I concur with the majority of Incorrect's post.
I believe that the main problem we are seeing in Education is not so much that Education has become a business, but that (as Incorrect alluded to) a college education does not mean as much to an employer as it did as short as a generation ago.
The reason for this is the high High School graduation rates as compared to generations past over which we spend so much time patting our own collective back. The difficulty with that is, as more schools are encouraging (read: pushing) kids to remain in High School until they graduate, the criteria that need to be met for High School graduation have been reduced to little more than rudimentary reading ability.
The necessary result of that is that even the smartest kids, excepting the exceptionally intelligent, are generally dumber, even given that they have graduated High School. The reason for this is because the schools are now forced to slow things down to make sure all of the kids who are still openly drooling, at the age of seventeen, can keep up with the rest of the class. Furthermore, the schools also spend the majority of the year teaching in prepartion for standardized testing, and even your upper-level classes spend the bulk of the year preparing students for the SAT's or ACT's.
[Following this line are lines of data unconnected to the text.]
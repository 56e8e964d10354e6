//! Pair-list codec for map- and set-shaped data
//!
//! Maps serialize as an ordered list of `[key, value]` pairs and maps of sets
//! as a list of `[key, [member, ...]]`. Pair order carries no meaning; only
//! membership and values survive a round trip. Use through serde's field
//! attribute:
//!
//! ```ignore
//! #[serde(with = "commentlens_core::codec::pairs")]
//! frequencies: HashMap<String, usize>,
//!
//! #[serde(with = "commentlens_core::codec::pair_sets")]
//! word_documents: HashMap<String, BTreeSet<usize>>,
//! ```

use std::collections::{BTreeMap, BTreeSet, HashMap, HashSet};
use std::hash::{BuildHasher, Hash};

/// A map that can be viewed as key/value pairs and rebuilt from them
pub trait PairMap {
    type Key;
    type Value;

    fn pairs(&self) -> Box<dyn Iterator<Item = (&Self::Key, &Self::Value)> + '_>;
}

impl<K, V, H> PairMap for HashMap<K, V, H>
where
    K: Eq + Hash,
    H: BuildHasher + Default,
{
    type Key = K;
    type Value = V;

    fn pairs(&self) -> Box<dyn Iterator<Item = (&K, &V)> + '_> {
        Box::new(self.iter())
    }
}

impl<K: Ord, V> PairMap for BTreeMap<K, V> {
    type Key = K;
    type Value = V;

    fn pairs(&self) -> Box<dyn Iterator<Item = (&K, &V)> + '_> {
        Box::new(self.iter())
    }
}

/// A set of members that can be listed and rebuilt
pub trait MemberSet {
    type Member;

    fn members(&self) -> Box<dyn Iterator<Item = &Self::Member> + '_>;
}

impl<T, H> MemberSet for HashSet<T, H>
where
    T: Eq + Hash,
    H: BuildHasher + Default,
{
    type Member = T;

    fn members(&self) -> Box<dyn Iterator<Item = &T> + '_> {
        Box::new(self.iter())
    }
}

impl<T: Ord> MemberSet for BTreeSet<T> {
    type Member = T;

    fn members(&self) -> Box<dyn Iterator<Item = &T> + '_> {
        Box::new(self.iter())
    }
}

/// `key → value` maps as `[[key, value], ...]`. A `null` list reads as empty.
pub mod pairs {
    use super::PairMap;
    use serde::{Deserialize, Deserializer, Serialize, Serializer};

    pub fn serialize<M, S>(map: &M, serializer: S) -> Result<S::Ok, S::Error>
    where
        M: PairMap,
        M::Key: Serialize,
        M::Value: Serialize,
        S: Serializer,
    {
        serializer.collect_seq(map.pairs())
    }

    pub fn deserialize<'de, M, D>(deserializer: D) -> Result<M, D::Error>
    where
        M: PairMap + FromIterator<(M::Key, M::Value)>,
        M::Key: Deserialize<'de>,
        M::Value: Deserialize<'de>,
        D: Deserializer<'de>,
    {
        let pairs = Option::<Vec<(M::Key, M::Value)>>::deserialize(deserializer)?;
        Ok(pairs.unwrap_or_default().into_iter().collect())
    }
}

/// `key → set` maps as `[[key, [member, ...]], ...]`
pub mod pair_sets {
    use super::{MemberSet, PairMap};
    use serde::ser::SerializeSeq;
    use serde::{Deserialize, Deserializer, Serialize, Serializer};

    struct Members<'a, T: MemberSet>(&'a T);

    impl<T> Serialize for Members<'_, T>
    where
        T: MemberSet,
        T::Member: Serialize,
    {
        fn serialize<S: Serializer>(&self, serializer: S) -> Result<S::Ok, S::Error> {
            serializer.collect_seq(self.0.members())
        }
    }

    pub fn serialize<M, S>(map: &M, serializer: S) -> Result<S::Ok, S::Error>
    where
        M: PairMap,
        M::Key: Serialize,
        M::Value: MemberSet,
        <M::Value as MemberSet>::Member: Serialize,
        S: Serializer,
    {
        let mut seq = serializer.serialize_seq(None)?;
        for (key, set) in map.pairs() {
            seq.serialize_element(&(key, Members(set)))?;
        }
        seq.end()
    }

    pub fn deserialize<'de, M, D>(deserializer: D) -> Result<M, D::Error>
    where
        M: PairMap + FromIterator<(M::Key, M::Value)>,
        M::Key: Deserialize<'de>,
        M::Value: MemberSet + FromIterator<<M::Value as MemberSet>::Member>,
        <M::Value as MemberSet>::Member: Deserialize<'de>,
        D: Deserializer<'de>,
    {
        type Entry<K, T> = (K, Option<Vec<T>>);

        let pairs = Option::<Vec<Entry<M::Key, <M::Value as MemberSet>::Member>>>::deserialize(
            deserializer,
        )?;

        Ok(pairs
            .unwrap_or_default()
            .into_iter()
            .map(|(key, members)| (key, members.unwrap_or_default().into_iter().collect()))
            .collect())
    }
}
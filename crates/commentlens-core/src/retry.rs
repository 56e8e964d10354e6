//! Bounded retry with a per-attempt timeout
//!
//! Shared by every remote call. A timed-out attempt is reported as
//! [`Error::Timeout`] and consumes an attempt like any other failure.

use crate::error::{Error, Result};
use serde::{Deserialize, Serialize};
use std::future::Future;
use std::time::Duration;
use tracing::{debug, warn};

/// Retry/timeout parameters for one kind of remote call
#[derive(Debug, Clone, Copy, PartialEq, Eq, Serialize, Deserialize)]
pub struct RetryPolicy {
    /// Attempts after the first one
    #[serde(default)]
    pub max_retries: u32,

    /// Fixed pause between attempts
    #[serde(with = "millis", rename = "backoff_ms", default)]
    pub backoff: Duration,

    /// Upper bound for a single attempt
    #[serde(with = "millis", rename = "timeout_ms")]
    pub timeout: Duration,
}

impl RetryPolicy {
    pub fn new(max_retries: u32, backoff: Duration, timeout: Duration) -> Self {
        Self {
            max_retries,
            backoff,
            timeout,
        }
    }

    /// Single attempt bounded by `timeout`
    pub fn no_retry(timeout: Duration) -> Self {
        Self::new(0, Duration::ZERO, timeout)
    }

    /// Total number of attempts this policy allows
    pub fn max_attempts(&self) -> u32 {
        self.max_retries + 1
    }
}

impl Default for RetryPolicy {
    fn default() -> Self {
        Self::new(1, Duration::from_millis(500), Duration::from_secs(30))
    }
}

/// Run `op` until it succeeds or the policy is exhausted. Returns the last
/// error on exhaustion. Non-retryable errors are returned immediately.
pub async fn retry_with_timeout<T, F, Fut>(policy: &RetryPolicy, label: &str, mut op: F) -> Result<T>
where
    F: FnMut() -> Fut,
    Fut: Future<Output = Result<T>>,
{
    let mut attempt = 0;

    loop {
        attempt += 1;

        let outcome = match tokio::time::timeout(policy.timeout, op()).await {
            Ok(result) => result,
            Err(_) => Err(Error::Timeout),
        };

        match outcome {
            Ok(value) => {
                if attempt > 1 {
                    debug!("{} succeeded on attempt {}", label, attempt);
                }
                return Ok(value);
            }
            Err(e) if attempt < policy.max_attempts() && e.is_retryable() => {
                warn!(
                    "{} failed (attempt {}/{}): {}, retrying in {:?}",
                    label,
                    attempt,
                    policy.max_attempts(),
                    e,
                    policy.backoff
                );
                tokio::time::sleep(policy.backoff).await;
            }
            Err(e) => return Err(e),
        }
    }
}

mod millis {
    use serde::{Deserialize, Deserializer, Serializer};
    use std::time::Duration;

    pub fn serialize<S: Serializer>(value: &Duration, serializer: S) -> Result<S::Ok, S::Error> {
        serializer.serialize_u64(value.as_millis() as u64)
    }

    pub fn deserialize<'de, D: Deserializer<'de>>(deserializer: D) -> Result<Duration, D::Error> {
        Ok(Duration::from_millis(u64::deserialize(deserializer)?))
    }
}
In that sense, not only has the quality of education (again, even for an above-average student) been reduced, but also, kids emerge from High School with essentially the same skill/ability/knowledge set as any other kid in the entire country.
Essentially, education at the Public School level has become an affair of volume, graduate as many kids as possible, make sure we keep our funding, high standardized test scores, make sure we keep that funding...where it used to be an affair of quality. At one time, you had to be reasonably intelligent to graduate High School, (just ask any teacher that has been around for 30+ years) but now all you really have to do is show up. In many schools, you're not allowed to fail anyone, except for the reason of truancy, and even then, they do everything they can to force the kids to go.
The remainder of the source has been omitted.